The records:
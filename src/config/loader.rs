//! Configuration Loader
//!
//! Environment-aware configuration loading. Layers a base file, an optional
//! environment-specific file and `UPDATE_ORCHESTRATOR__*` environment variables on
//! top of the built-in defaults, then validates the result.

use super::error::{ConfigResult, ConfigurationError};
use super::OrchestratorConfig;
use config::{Config, Environment, File};
use std::env;
use std::path::{Path, PathBuf};
use std::sync::Arc;
use tracing::{debug, info};

const ENV_PREFIX: &str = "UPDATE_ORCHESTRATOR";
const BASE_FILE_STEM: &str = "orchestrator";
const SUPPORTED_EXTENSIONS: [&str; 4] = ["toml", "yaml", "yml", "json"];

/// Loaded and validated configuration together with where it came from
#[derive(Debug)]
pub struct ConfigManager {
    config: OrchestratorConfig,
    environment: String,
    config_directory: Option<PathBuf>,
}

impl ConfigManager {
    /// Load configuration with environment auto-detection from `./config`
    pub fn load() -> ConfigResult<Arc<ConfigManager>> {
        let environment = Self::detect_environment();
        Self::load_from_directory_with_env(Some(Self::default_config_directory()), &environment)
    }

    /// Load configuration from a directory containing `orchestrator.<ext>` and,
    /// optionally, `orchestrator.<environment>.<ext>`.
    ///
    /// Both files are optional; missing files leave the defaults in place.
    pub fn load_from_directory_with_env(
        config_dir: Option<PathBuf>,
        environment: &str,
    ) -> ConfigResult<Arc<ConfigManager>> {
        let mut builder = Config::builder();

        if let Some(dir) = &config_dir {
            debug!(
                "Loading configuration for environment '{}' from directory: {}",
                environment,
                dir.display()
            );
            let stems = [
                BASE_FILE_STEM.to_string(),
                format!("{BASE_FILE_STEM}.{environment}"),
            ];
            for stem in &stems {
                if let Some(path) = Self::find_config_file(dir, stem) {
                    debug!("Adding configuration source: {}", path.display());
                    builder = builder.add_source(File::from(path).required(true));
                }
            }
        }

        let config = Self::finish(builder, environment)?;
        Ok(Arc::new(ConfigManager {
            config,
            environment: environment.to_string(),
            config_directory: config_dir,
        }))
    }

    /// Load configuration from one explicit file; the file must exist.
    pub fn load_from_path(path: &Path) -> ConfigResult<Arc<ConfigManager>> {
        if !path.is_file() {
            return Err(ConfigurationError::config_file_not_found(path));
        }
        let environment = Self::detect_environment();
        let builder = Config::builder().add_source(File::from(path.to_path_buf()).required(true));
        let config = Self::finish(builder, &environment)?;
        Ok(Arc::new(ConfigManager {
            config,
            environment,
            config_directory: path.parent().map(Path::to_path_buf),
        }))
    }

    /// Wrap an already-built configuration (tests, embedding applications)
    pub fn from_config(config: OrchestratorConfig) -> ConfigResult<Arc<ConfigManager>> {
        config.validate()?;
        let environment = config.environment.clone();
        Ok(Arc::new(ConfigManager {
            config,
            environment,
            config_directory: None,
        }))
    }

    fn finish(
        builder: config::ConfigBuilder<config::builder::DefaultState>,
        environment: &str,
    ) -> ConfigResult<OrchestratorConfig> {
        let merged = builder
            .add_source(
                Environment::with_prefix(ENV_PREFIX)
                    .prefix_separator("__")
                    .separator("__")
                    .try_parsing(true),
            )
            .build()
            .map_err(|e| ConfigurationError::load_error("configuration sources", e))?;

        let mut config: OrchestratorConfig = merged
            .try_deserialize()
            .map_err(ConfigurationError::deserialization_error)?;

        config.environment = environment.to_string();

        config.validate()?;

        info!(
            environment = %config.environment,
            upstreams = config.upstreams.len(),
            data_kinds = config.data_kinds.len(),
            tasks = config.tasks.len(),
            "⚙️ Configuration loaded successfully"
        );

        Ok(config)
    }

    /// Get the loaded configuration
    pub fn config(&self) -> &OrchestratorConfig {
        &self.config
    }

    pub fn environment(&self) -> &str {
        &self.environment
    }

    pub fn config_directory(&self) -> Option<&Path> {
        self.config_directory.as_deref()
    }

    /// JSON view of the effective configuration
    pub fn debug_config(&self) -> serde_json::Value {
        serde_json::to_value(&self.config).unwrap_or(serde_json::Value::Null)
    }

    /// Detect environment from environment variables
    pub fn detect_environment() -> String {
        env::var(format!("{ENV_PREFIX}_ENV"))
            .or_else(|_| env::var("APP_ENV"))
            .unwrap_or_else(|_| "development".to_string())
    }

    /// First `<stem>.<ext>` in `dir` with a supported extension
    fn find_config_file(dir: &Path, stem: &str) -> Option<PathBuf> {
        SUPPORTED_EXTENSIONS
            .iter()
            .map(|ext| dir.join(format!("{stem}.{ext}")))
            .find(|candidate| candidate.is_file())
    }

    fn default_config_directory() -> PathBuf {
        PathBuf::from("config")
    }
}

#[cfg(test)]
mod tests {
    use super::*;
    use crate::constants::DataKind;
    use std::io::Write;

    #[test]
    fn test_missing_directory_yields_defaults() {
        let dir = tempfile::tempdir().unwrap();
        let manager =
            ConfigManager::load_from_directory_with_env(Some(dir.path().to_path_buf()), "test")
                .unwrap();
        assert_eq!(manager.config().scheduler.tick_interval_seconds, 30);
        assert_eq!(manager.environment(), "test");
    }

    #[test]
    fn test_environment_file_overrides_base_file() {
        let dir = tempfile::tempdir().unwrap();
        let mut base = std::fs::File::create(dir.path().join("orchestrator.toml")).unwrap();
        writeln!(base, "[scheduler]\ntick_interval_seconds = 60\nworker_concurrency = 3").unwrap();
        let mut overlay = std::fs::File::create(dir.path().join("orchestrator.test.toml")).unwrap();
        writeln!(overlay, "[scheduler]\ntick_interval_seconds = 5").unwrap();

        let manager =
            ConfigManager::load_from_directory_with_env(Some(dir.path().to_path_buf()), "test")
                .unwrap();
        assert_eq!(manager.config().scheduler.tick_interval_seconds, 5);
        assert_eq!(manager.config().scheduler.worker_concurrency, 3);
    }

    #[test]
    fn test_load_from_path_reads_upstreams_and_kinds() {
        let dir = tempfile::tempdir().unwrap();
        let path = dir.path().join("custom.toml");
        std::fs::write(
            &path,
            r#"
[upstreams.exchange]
requests_per_minute = 30
burst_capacity = 5
failure_threshold = 3

[data_kinds.price]
update_interval_seconds = 3600
priority = 1

[[tasks]]
name = "prices"
data_kind = "price"
upstream = "exchange"
batch_size = 20
"#,
        )
        .unwrap();

        let manager = ConfigManager::load_from_path(&path).unwrap();
        let config = manager.config();
        assert_eq!(config.upstream("exchange").burst_capacity, Some(5));
        assert_eq!(config.upstream("exchange").failure_threshold, 3);
        assert_eq!(
            config.data_kind(DataKind::Price).unwrap().update_interval_seconds,
            3600
        );
        assert_eq!(config.tasks.len(), 1);
        assert_eq!(config.tasks[0].batch_size, 20);
        assert!(config.tasks[0].enabled);
    }

    #[test]
    fn test_load_from_missing_path_fails() {
        let err = ConfigManager::load_from_path(Path::new("/definitely/not/here.toml"))
            .unwrap_err();
        assert!(matches!(err, ConfigurationError::ConfigFileNotFound { .. }));
    }

    #[test]
    fn test_invalid_values_fail_validation() {
        let dir = tempfile::tempdir().unwrap();
        let path = dir.path().join("bad.toml");
        std::fs::write(&path, "[scheduler]\ntick_interval_seconds = 0\n").unwrap();
        let err = ConfigManager::load_from_path(&path).unwrap_err();
        assert!(matches!(err, ConfigurationError::InvalidValue { .. }));
    }
}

Exercise prompt:
Copy every entry exactly.

Answer below:
filename src/config/loader.rs
//! Configuration Loader
//!
//! Environment-aware configuration loading. Layers a base file, an optional
//! environment-specific file and `UPDATE_ORCHESTRATOR__*` environment variables on
//! top of the built-in defaults, then validates the result.

use super::error::{ConfigResult, ConfigurationError};
use super::OrchestratorConfig;
use config::{Config, Environment, File};
use std::env;
use std::path::{Path, PathBuf};
use std::sync::Arc;
use tracing::{debug, info};

const ENV_PREFIX: &str = "UPDATE_ORCHESTRATOR";
const BASE_FILE_STEM: &str = "orchestrator";
const SUPPORTED_EXTENSIONS: [&str; 4] = ["toml", "yaml", "yml", "json"];

/// Loaded and validated configuration together with where it came from
#[derive(Debug)]
pub struct ConfigManager {
    config: OrchestratorConfig,
    environment: String,
    config_directory: Option<PathBuf>,
}

impl ConfigManager {
    /// Load configuration with environment auto-detection from `./config`
    pub fn load() -> ConfigResult<Arc<ConfigManager>> {
        let environment = Self::detect_environment();
        Self::load_from_directory_with_env(Some(Self::default_config_directory()), &environment)
    }

    /// Load configuration from a directory containing `orchestrator.<ext>` and,
    /// optionally, `orchestrator.<environment>.<ext>`.
    ///
    /// Both files are optional; missing files leave the defaults in place.
    pub fn load_from_directory_with_env(
        config_dir: Option<PathBuf>,
        environment: &str,
    ) -> ConfigResult<Arc<ConfigManager>> {
        let mut builder = Config::builder();

        if let Some(dir) = &config_dir {
            debug!(
                "Loading configuration for environment '{}' from directory: {}",
                environment,
                dir.display()
            );
            let stems = [
                BASE_FILE_STEM.to_string(),
                format!("{BASE_FILE_STEM}.{environment}"),
            ];
            for stem in &stems {
                if let Some(path) = Self::find_config_file(dir, stem) {
                    debug!("Adding configuration source: {}", path.display());
                    builder = builder.add_source(File::from(path).required(true));
                }
            }
        }

        let config = Self::finish(builder, environment)?;
        Ok(Arc::new(ConfigManager {
            config,
            environment: environment.to_string(),
            config_directory: config_dir,
        }))
    }

    /// Load configuration from one explicit file; the file must exist.
    pub fn load_from_path(path: &Path) -> ConfigResult<Arc<ConfigManager>> {
        if !path.is_file() {
            return Err(ConfigurationError::config_file_not_found(path));
        }
        let environment = Self::detect_environment();
        let builder = Config::builder().add_source(File::from(path.to_path_buf()).required(true));
        let config = Self::finish(builder, &environment)?;
        Ok(Arc::new(ConfigManager {
            config,
            environment,
            config_directory: path.parent().map(Path::to_path_buf),
        }))
    }

    /// Wrap an already-built configuration (tests, embedding applications)
    pub fn from_config(config: OrchestratorConfig) -> ConfigResult<Arc<ConfigManager>> {
        config.validate()?;
        let environment = config.environment.clone();
        Ok(Arc::new(ConfigManager {
            config,
            environment,
            config_directory: None,
        }))
    }

    fn finish(
        builder: config::ConfigBuilder<config::builder::DefaultState>,
        environment: &str,
    ) -> ConfigResult<OrchestratorConfig> {
        let merged = builder
            .add_source(
                Environment::with_prefix(ENV_PREFIX)
                    .prefix_separator("__")
                    .separator("__")
                    .try_parsing(true),
            )
            .build()
            .map_err(|e| ConfigurationError::load_error("configuration sources", e))?;

        let mut config: OrchestratorConfig = merged
            .try_deserialize()
            .map_err(ConfigurationError::deserialization_error)?;

        config.environment = environment.to_string();

        config.validate()?;

        info!(
            environment = %config.environment,
            upstreams = config.upstreams.len(),
            data_kinds = config.data_kinds.len(),
            tasks = config.tasks.len(),
            "⚙️ Configuration loaded successfully"
        );

        Ok(config)
    }

    /// Get the loaded configuration
    pub fn config(&self) -> &OrchestratorConfig {
        &self.config
    }

    pub fn environment(&self) -> &str {
        &self.environment
    }

    pub fn config_directory(&self) -> Option<&Path> {
        self.config_directory.as_deref()
    }

    /// JSON view of the effective configuration
    pub fn debug_config(&self) -> serde_json::Value {
        serde_json::to_value(&self.config).unwrap_or(serde_json::Value::Null)
    }

    /// Detect environment from environment variables
    pub fn detect_environment() -> String {
        env::var(format!("{ENV_PREFIX}_ENV"))
            .or_else(|_| env::var("APP_ENV"))
            .unwrap_or_else(|_| "development".to_string())
    }

    /// First `<stem>.<ext>` in `dir` with a supported extension
    fn find_config_file(dir: &Path, stem: &str) -> Option<PathBuf> {
        SUPPORTED_EXTENSIONS
            .iter()
            .map(|ext| dir.join(format!("{stem}.{ext}")))
            .find(|candidate| candidate.is_file())
    }

    fn default_config_directory() -> PathBuf {
        PathBuf::from("config")
    }
}

#[cfg(test)]
mod tests {
    use super::*;
    use crate::constants::DataKind;
    use std::io::Write;

    #[test]
    fn test_missing_directory_yields_defaults() {
        let dir = tempfile::tempdir().unwrap();
        let manager =
            ConfigManager::load_from_directory_with_env(Some(dir.path().to_path_buf()), "test")
                .unwrap();
        assert_eq!(manager.config().scheduler.tick_interval_seconds, 30);
        assert_eq!(manager.environment(), "test");
    }

    #[test]
    fn test_environment_file_overrides_base_file() {
        let dir = tempfile::tempdir().unwrap();
        let mut base = std::fs::File::create(dir.path().join("orchestrator.toml")).unwrap();
        writeln!(base, "[scheduler]\ntick_interval_seconds = 60\nworker_concurrency = 3").unwrap();
        let mut overlay = std::fs::File::create(dir.path().join("orchestrator.test.toml")).unwrap();
        writeln!(overlay, "[scheduler]\ntick_interval_seconds = 5").unwrap();

        let manager =
            ConfigManager::load_from_directory_with_env(Some(dir.path().to_path_buf()), "test")
                .unwrap();
        assert_eq!(manager.config().scheduler.tick_interval_seconds, 5);
        assert_eq!(manager.config().scheduler.worker_concurrency, 3);
    }

    #[test]
    fn test_load_from_path_reads_upstreams_and_kinds() {
        let dir = tempfile::tempdir().unwrap();
        let path = dir.path().join("custom.toml");
        std::fs::write(
            &path,
            r#"
[upstreams.exchange]
requests_per_minute = 30
burst_capacity = 5
failure_threshold = 3

[data_kinds.price]
update_interval_seconds = 3600
priority = 1

[[tasks]]
name = "prices"
data_kind = "price"
upstream = "exchange"
batch_size = 20
"#,
        )
        .unwrap();

        let manager = ConfigManager::load_from_path(&path).unwrap();
        let config = manager.config();
        assert_eq!(config.upstream("exchange").burst_capacity, Some(5));
        assert_eq!(config.upstream("exchange").failure_threshold, 3);
        assert_eq!(
            config.data_kind(DataKind::Price).unwrap().update_interval_seconds,
            3600
        );
        assert_eq!(config.tasks.len(), 1);
        assert_eq!(config.tasks[0].batch_size, 20);
        assert!(config.tasks[0].enabled);
    }

    #[test]
    fn test_load_from_missing_path_fails() {
        let err = ConfigManager::load_from_path(Path::new("/definitely/not/here.toml"))
            .unwrap_err();
        assert!(matches!(err, ConfigurationError::ConfigFileNotFound { .. }));
    }

    #[test]
    fn test_invalid_values_fail_validation() {
        let dir = tempfile::tempdir().unwrap();
        let path = dir.path().join("bad.toml");
        std::fs::write(&path, "[scheduler]\ntick_interval_seconds = 0\n").unwrap();
        let err = ConfigManager::load_from_path(&path).unwrap_err();
        assert!(matches!(err, ConfigurationError::InvalidValue { .. }));
    }
}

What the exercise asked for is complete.